Nada ni nadie sacaba a mi padre de ese ritual: sentado en su silla, concentrado leía el diario de principio a fin para luego, con un cuchillo de dientes serrucho, acometer la tarea de cortarlo en cuadrados perfectos de un cuarto de hoja de tamaño. Como último acto, con un clavo horadaba el montón de hojas en una esquina y los instalaba en el baño para que la familia se limpiara el trasero.

Quizá ahí nació en mis hermanos y en mí la pasión por informarnos, pues cada vez que uno se instalaba a defecar, podía revisar esos retazos de noticias. Al final del sagrado acto se mezclaría la tinta con las heces (el poto también se entintaba), hasta parar todo en un tarro que era su cementerio.

Pero hay que decir que también contrajimos sarna en el invierno. Para combatirla había un marcado procedimiento: en el baño nos esparcíamos Lindano por todo el cuerpo. Luego debíamos esperar una media hora para que el líquido azul hiciera su efecto de matar bichitos.

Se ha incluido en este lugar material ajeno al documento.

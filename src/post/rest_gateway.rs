use async_trait::async_trait;
use chrono::{DateTime, Utc};
use log::{debug, warn};
use reqwest::{Client, RequestBuilder, Response, header};
use serde::Deserialize;
use serde_json::json;

use crate::post::post_gateway::{PostGateway, not_post_owner, post_not_found};
use crate::post::post_model::{ListQuery, NewPost, Post, PostForm, PostPage};
use crate::utils::error::CustomError;

/// Columns requested for every post, with the author's username joined from
/// `profiles` through the posts -> profiles foreign key.
const POST_SELECT: &str = "*,profiles!fk_posts_profiles(username)";

#[derive(Debug, Deserialize)]
struct ProfileRef {
    username: String,
}

/// A `posts` row as the REST API returns it.
#[derive(Debug, Deserialize)]
struct PostRow {
    id: String,
    title: String,
    content: String,
    author_id: String,
    created_at: DateTime<Utc>,
    updated_at: DateTime<Utc>,
    #[serde(default)]
    profiles: Option<ProfileRef>,
}

impl From<PostRow> for Post {
    fn from(row: PostRow) -> Self {
        Post {
            id: row.id,
            title: row.title,
            content: row.content,
            author_id: row.author_id,
            created_at: row.created_at,
            updated_at: row.updated_at,
            author_name: row.profiles.map(|p| p.username),
        }
    }
}

/// Operand for an `ilike` filter matching `text` as a substring.
/// LIKE wildcards are escaped first, then the whole value is double-quoted
/// so commas and parentheses survive the `or=(...)` syntax.
///
/// PostgREST rewrites every `*` in a like pattern to `%`, escaped or not, so
/// a literal `*` cannot be sent. It goes out as `_` instead: `a*b` matches
/// `a*b` and any other single character between `a` and `b`.
pub(crate) fn ilike_operand(text: &str) -> String {
    let mut like = String::with_capacity(text.len() + 2);
    like.push('%');
    for c in text.chars() {
        match c {
            '\\' | '%' | '_' => {
                like.push('\\');
                like.push(c);
            }
            '*' => like.push('_'),
            _ => like.push(c),
        }
    }
    like.push('%');

    let quoted = like.replace('\\', "\\\\").replace('"', "\\\"");
    format!("\"{}\"", quoted)
}

/// `or` filter for a non-empty search, `None` otherwise.
pub(crate) fn search_param(query: &ListQuery) -> Option<String> {
    query.filter().map(|text| {
        let operand = ilike_operand(text);
        format!("(title.ilike.{0},content.ilike.{0})", operand)
    })
}

/// Total from a `Content-Range` header such as `0-5/13` or `*/0`.
pub(crate) fn parse_total_count(content_range: &str) -> Option<u64> {
    content_range
        .rsplit_once('/')
        .and_then(|(_, total)| total.trim().parse().ok())
}

/// Gateway for a PostgREST-style HTTP API.
pub struct RestPostGateway {
    client: Client,
    base_url: String,
    api_key: String,
}

impl RestPostGateway {
    pub fn new(base_url: &str, api_key: &str) -> Self {
        RestPostGateway {
            client: Client::new(),
            base_url: base_url.trim_end_matches('/').to_string(),
            api_key: api_key.to_string(),
        }
    }

    fn posts_url(&self) -> String {
        format!("{}/rest/v1/posts", self.base_url)
    }

    fn authorize(&self, request: RequestBuilder) -> RequestBuilder {
        request
            .header("apikey", &self.api_key)
            .header(header::AUTHORIZATION, format!("Bearer {}", self.api_key))
    }

    async fn check(response: Response, action: &str) -> Result<Response, CustomError> {
        let status = response.status();
        if status.is_success() {
            return Ok(response);
        }
        let body = response.text().await.unwrap_or_default();
        warn!("{} failed with status {}: {}", action, status, body);
        Err(CustomError::NetworkOrServerError(format!(
            "Failed to {}: HTTP {}",
            action, status
        )))
    }

    async fn rows(response: Response, action: &str) -> Result<Vec<PostRow>, CustomError> {
        response.json::<Vec<PostRow>>().await.map_err(|e| {
            CustomError::NetworkOrServerError(format!("Failed to {}: {}", action, e))
        })
    }

    async fn fetch_row(&self, id: &str) -> Result<Option<PostRow>, CustomError> {
        let response = self
            .authorize(self.client.get(self.posts_url()))
            .query(&[("select", POST_SELECT.to_string()), ("id", format!("eq.{}", id))])
            .send()
            .await?;
        let response = Self::check(response, "fetch post").await?;
        Ok(Self::rows(response, "fetch post").await?.into_iter().next())
    }

    async fn missing_or_forbidden(&self, id: &str) -> CustomError {
        match self.fetch_row(id).await {
            Ok(None) => post_not_found(),
            Ok(Some(_)) => not_post_owner(),
            Err(e) => e,
        }
    }
}

#[async_trait]
impl PostGateway for RestPostGateway {
    async fn list_posts(&self, query: &ListQuery) -> Result<PostPage, CustomError> {
        let mut params = vec![
            ("select", POST_SELECT.to_string()),
            ("order", "created_at.desc".to_string()),
            ("offset", query.offset().to_string()),
            ("limit", query.limit().to_string()),
        ];
        if let Some(filter) = search_param(query) {
            params.push(("or", filter));
        }
        debug!("Listing posts with {:?}", params);

        let response = self
            .authorize(self.client.get(self.posts_url()))
            .header("Prefer", "count=exact")
            .query(&params)
            .send()
            .await?;
        let response = Self::check(response, "fetch posts").await?;

        let total_count = response
            .headers()
            .get(header::CONTENT_RANGE)
            .and_then(|value| value.to_str().ok())
            .and_then(parse_total_count)
            .ok_or_else(|| {
                CustomError::NetworkOrServerError("Missing total count in response".to_string())
            })?;

        let items = Self::rows(response, "fetch posts")
            .await?
            .into_iter()
            .map(Post::from)
            .collect();

        Ok(PostPage { items, total_count })
    }

    async fn get_post(&self, id: &str) -> Result<Post, CustomError> {
        self.fetch_row(id)
            .await?
            .map(Post::from)
            .ok_or_else(post_not_found)
    }

    async fn create_post(&self, post: NewPost) -> Result<Post, CustomError> {
        let body = json!({
            "title": post.title,
            "content": post.content,
            "author_id": post.author_id,
            "profile_id": post.author_id,
        });

        let response = self
            .authorize(self.client.post(self.posts_url()))
            .header("Prefer", "return=representation")
            .query(&[("select", POST_SELECT)])
            .json(&body)
            .send()
            .await?;
        let response = Self::check(response, "create post").await?;

        Self::rows(response, "create post")
            .await?
            .into_iter()
            .next()
            .map(Post::from)
            .ok_or_else(|| {
                CustomError::NetworkOrServerError("Create returned no post".to_string())
            })
    }

    async fn update_post(
        &self,
        id: &str,
        author_id: &str,
        changes: PostForm,
    ) -> Result<Post, CustomError> {
        let body = json!({
            "title": changes.title,
            "content": changes.content,
            "updated_at": Utc::now().to_rfc3339(),
        });

        let response = self
            .authorize(self.client.patch(self.posts_url()))
            .header("Prefer", "return=representation")
            .query(&[
                ("select", POST_SELECT.to_string()),
                ("id", format!("eq.{}", id)),
                ("author_id", format!("eq.{}", author_id)),
            ])
            .json(&body)
            .send()
            .await?;
        let response = Self::check(response, "update post").await?;

        match Self::rows(response, "update post").await?.into_iter().next() {
            Some(row) => Ok(row.into()),
            None => Err(self.missing_or_forbidden(id).await),
        }
    }

    async fn delete_post(&self, id: &str, author_id: &str) -> Result<(), CustomError> {
        let response = self
            .authorize(self.client.delete(self.posts_url()))
            .header("Prefer", "return=representation")
            .query(&[
                ("id", format!("eq.{}", id)),
                ("author_id", format!("eq.{}", author_id)),
            ])
            .send()
            .await?;
        let response = Self::check(response, "delete post").await?;

        if Self::rows(response, "delete post").await?.is_empty() {
            return Err(self.missing_or_forbidden(id).await);
        }
        Ok(())
    }
}

#[cfg(test)]
mod tests {
    use super::*;

    #[test]
    fn content_range_total() {
        assert_eq!(parse_total_count("0-5/13"), Some(13));
        assert_eq!(parse_total_count("*/0"), Some(0));
        assert_eq!(parse_total_count("0-5/*"), None);
        assert_eq!(parse_total_count("garbage"), None);
    }

    #[test]
    fn search_param_wraps_both_columns() {
        assert_eq!(search_param(&ListQuery::default()), None);
        assert_eq!(
            search_param(&ListQuery::new("hello", 1)).unwrap(),
            r#"(title.ilike."%hello%",content.ilike."%hello%")"#
        );
    }

    #[test]
    fn ilike_operand_escapes_wildcards_and_quotes() {
        assert_eq!(ilike_operand("50%"), r#""%50\\%%""#);
        assert_eq!(ilike_operand("a_b"), r#""%a\\_b%""#);
        assert_eq!(ilike_operand(r#"say "hi", ok"#), r#""%say \"hi\", ok%""#);
    }

    #[test]
    fn asterisk_is_sent_as_single_character_wildcard() {
        assert_eq!(ilike_operand("a*b"), r#""%a_b%""#);
        assert!(!ilike_operand("**").contains('*'));
    }

    #[test]
    fn row_joins_profile_username() {
        let row: PostRow = serde_json::from_value(serde_json::json!({
            "id": "7",
            "title": "Hello",
            "content": "World",
            "author_id": "u1",
            "profile_id": "u1",
            "created_at": "2024-03-01T10:00:00.123456+00:00",
            "updated_at": "2024-03-01T10:00:00.123456+00:00",
            "profiles": { "username": "alice" }
        }))
        .unwrap();
        let post = Post::from(row);
        assert_eq!(post.author_name.as_deref(), Some("alice"));
        assert_eq!(post.id, "7");
    }

    #[test]
    fn base_url_trailing_slash_is_dropped() {
        let gateway = RestPostGateway::new("https://example.test/", "key");
        assert_eq!(gateway.posts_url(), "https://example.test/rest/v1/posts");
    }
}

Como no teníamos calefont, mi madre calentaba agua en una tetera, la vaciaba en un lavamanos de plástico, y luego uno debía lavarse por presas. Viendo que el piso quedaba mojado, mi padre extendía hojas de diario para secar. A fin de que fuera más llevadera la espera leíamos los periódicos esparcidos en el suelo, mientras la piel se iba aliviando de tanto picor, haciendo olvidar por unas horas el rasquido incontrolable del que éramos esclavos.

Nuestra casa estaba situada en una población de gente pobre y tal vez todos allí limpiaban sus asentaderas con diario. El papel higiénico era para nuestras familias un lujo imposible de financiar y que sólo conocíamos en tandas comerciales con niños riendo felices en jardines amplios y coloridos. Las casas estaban llenas de cabros chicos, los espacios eran helados, jamás se compraba bebida y se jugaba casi todo el día a la pelota.

Pero mi padre se avergonzaba de su pobreza. Construyó una pira hacia el final del patio y, una vez que el recipiente del baño se rebasaba de papeles cagados, los quemaba. No quería que los vecinos vieran en la calle su tarro de basura con periódicos enmierdados, en la eterna espera del camión recolector.

En esa quemazón lo acompañé muchas veces. Por entonces no comprendía lo que hacía. Simplemente disfrutaba de la danza del fuego ardiendo por las noches, acompañando a mi padre que satisfecho sonreía silbando tangos, contento por haber llegado al término de su ceremonia. Cuando con el tiempo entendí sus motivos, sentí cierta ternura ante su pudorosa actitud. No pude abrazarlo porque él ya llevaba varios años muerto.

Hoy ya no hay letras colgando de un clavo en el baño. El papel higiénico exalta su aburrida blancura. En vez de un periódico, las personas mientras cagan revisan redes sociales en un celular. Mi padre no tendría diarios que leer y por ende carecería de hojas para cortar. Tampoco tendría  sentido su crematorio doméstico al final de la casa. Ese fuego que era muestra de su decoro, hoy es otra postal que sólo sigue ardiendo en mi memoria.